A: I’ll admit that I was as surprised as anyone that the Seahawks not only drafted punter Michael Dickson in the fifth round, but traded up to do so. After all, Carroll and general manager John Schneider had not drafted a single punter or kicker in their eight previous drafts together. But when it came to Dickson, a consensus All-American and the Ray Guy Award winner, he was just too unique of a talent for the Seahawks to pass on, even if it meant giving up a seventh-round pick to move up to get him.
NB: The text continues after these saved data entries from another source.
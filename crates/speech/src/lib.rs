pub mod cue;
pub mod devices;
pub mod error;
pub mod preferences;
pub mod recognition;
pub mod tts;
pub mod voices;

pub use cue::{CountingCue, FeedbackCue};
pub use devices::SpeechDevices;
pub use error::SpeechError;
pub use preferences::{JsonPreferenceStore, MemoryPreferenceStore, VoicePreferenceStore};
pub use recognition::{ListeningSession, RecognitionError, ScriptedRecognizer, SpeechRecognizer};
pub use tts::{RecordingSpeaker, Speaker, SpeechOptions};
pub use voices::{resolve_voice, select_best_voice, Platform, Voice, VoiceQuality};
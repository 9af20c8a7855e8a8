use std::collections::BTreeMap;
use std::path::{Path, PathBuf};
use std::sync::Mutex;

use tracing::debug;

use crate::SpeechError;

pub const SELECTED_VOICE_KEY: &str = "selected_voice";

/// Small persisted key/value store holding the learner's voice choice.
pub trait VoicePreferenceStore: Send + Sync {
    fn get(&self, key: &str) -> Result<Option<String>, SpeechError>;
    fn set(&self, key: &str, value: &str) -> Result<(), SpeechError>;
    fn remove(&self, key: &str) -> Result<(), SpeechError>;

    fn selected_voice(&self) -> Result<Option<String>, SpeechError> {
        self.get(SELECTED_VOICE_KEY)
    }

    fn set_selected_voice(&self, identifier: &str) -> Result<(), SpeechError> {
        self.set(SELECTED_VOICE_KEY, identifier)
    }

    fn clear_selected_voice(&self) -> Result<(), SpeechError> {
        self.remove(SELECTED_VOICE_KEY)
    }
}

#[derive(Default)]
pub struct MemoryPreferenceStore {
    values: Mutex<BTreeMap<String, String>>,
}

impl MemoryPreferenceStore {
    fn lock(&self) -> Result<std::sync::MutexGuard<'_, BTreeMap<String, String>>, SpeechError> {
        self.values
            .lock()
            .map_err(|err| SpeechError::Preferences(err.to_string()))
    }
}

impl VoicePreferenceStore for MemoryPreferenceStore {
    fn get(&self, key: &str) -> Result<Option<String>, SpeechError> {
        Ok(self.lock()?.get(key).cloned())
    }

    fn set(&self, key: &str, value: &str) -> Result<(), SpeechError> {
        self.lock()?.insert(key.to_string(), value.to_string());
        Ok(())
    }

    fn remove(&self, key: &str) -> Result<(), SpeechError> {
        self.lock()?.remove(key);
        Ok(())
    }
}

/// JSON object on disk, rewritten on every change.
pub struct JsonPreferenceStore {
    path: PathBuf,
}

impl JsonPreferenceStore {
    pub fn new(path: impl Into<PathBuf>) -> Self {
        Self { path: path.into() }
    }

    /// `<config dir>/spelldrill/preferences.json`.
    pub fn default_location() -> Option<Self> {
        let base = dirs::config_dir()?;
        Some(Self::new(base.join("spelldrill").join("preferences.json")))
    }

    pub fn path(&self) -> &Path {
        &self.path
    }

    fn load(&self) -> Result<BTreeMap<String, String>, SpeechError> {
        match std::fs::read_to_string(&self.path) {
            Ok(text) => Ok(serde_json::from_str(&text)?),
            Err(err) if err.kind() == std::io::ErrorKind::NotFound => Ok(BTreeMap::new()),
            Err(err) => Err(err.into()),
        }
    }

    fn save(&self, values: &BTreeMap<String, String>) -> Result<(), SpeechError> {
        if let Some(dir) = self.path.parent() {
            std::fs::create_dir_all(dir)?;
        }
        let json = serde_json::to_string_pretty(values)?;
        std::fs::write(&self.path, json)?;
        debug!(path = ?self.path, "saved preferences");
        Ok(())
    }
}

impl VoicePreferenceStore for JsonPreferenceStore {
    fn get(&self, key: &str) -> Result<Option<String>, SpeechError> {
        Ok(self.load()?.get(key).cloned())
    }

    fn set(&self, key: &str, value: &str) -> Result<(), SpeechError> {
        let mut values = self.load()?;
        values.insert(key.to_string(), value.to_string());
        self.save(&values)
    }

    fn remove(&self, key: &str) -> Result<(), SpeechError> {
        let mut values = self.load()?;
        if values.remove(key).is_some() {
            self.save(&values)?;
        }
        Ok(())
    }
}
And considering that two more punters went later in the fifth round, the Seahawks’ decision to get their guy when they did seems justified.

“You know, he was just too unique of a player,” Schneider said. “I talked to (Texas coach) Tom Herman, (Dickson was) MVP of a bowl game, and (director of college scouting) Matt Berry had been at the game, and he was the best player on the field by far that night. It’s a rarity when guys stand out like that, and this guy did… He is unique; he can do stuff with the ball that we haven’t seen yet. We’re really intrigued to see how that translates. I’m not like a punter expert. Punters and kickers, it’s like time and distance, but this guy does stuff with the ball that’s amazing.”

On a related note…

@WildJayAppears asks what the Seahawks drafting punter Michael Dickson means for Jon Ryan. @ryan_z_johnson and @wenfont also asked about Jon Ryan and the punting situation.

A: NFL teams don’t carry two punters on the 53-man roster, so as soon as Dickson was picked, the question then became what happens to longtime Seahawks punter Jon Ryan. Both Schneider and Carroll said that, despite using a fifth-rounder on Dickson, nothing has been decided at that spot.

“First of all, we both love Jon Ryan, so this is all about competition,” Schneider said. “There’s been guys that I’ve drafted—I was with a team that drafted a punter in the third round that completely failed. I was with a team that drafted a kicker that was beat out by a rookie free agent, so it’s all about competition.”

Added Carroll: “Jon Ryan is a great football player, we love Jon. This isn’t a statement about that. (Dickson) is just such a unique player. We thought we would add him to the mix and let the games begin and play it out. Jon is up for that, he knows that, and he’s ready for that.”

@ssteacherwalker asks why the Seahawks traded up to get a punter before addressing the offensive line?

A: For starters, the Seahawks don’t look at it as, we’re drafting Dickson before a lineman so we think the offensive line is unimportant. Instead, it’s all about how their draft board looked when it was time to make a decision. If the Seahawks had an offensive linemen they graded higher than Dickson available to them at that point, or if they saw good value in a lineman earlier in the draft, they would have probably pulled the trigger, but sometimes the way a draft falls relative to when a team has picks, it’s hard to address every position.

@TruthisTold2U asks, “Who is the early favorite to start at left guard?”

A: Newly acquired guard D.J. Fluker has been a right side player his entire career, and the indication is that he will be competing at right guard, so if the free-agent addition does win that spot, that could mean Pocic playing on the left side. Pocic started at both guard spots as a rookie and his versatility is one of his biggest strengths, so he should be able to play either spot. Two other names to watch there are Rees Odhiambo, who has experience at left guard and left tackle, and Jordan Roos, who made the team as an undrafted rookie last season.

@NibblesDBun asks, “Which is better, chocolate chip or peanut butter cookies?”

A: Why must these two things be mutually exclusive? If I had to pick one, I’d go chocolate chip, but a chocolate chip peanut butter cookie sounds awfully good too, no?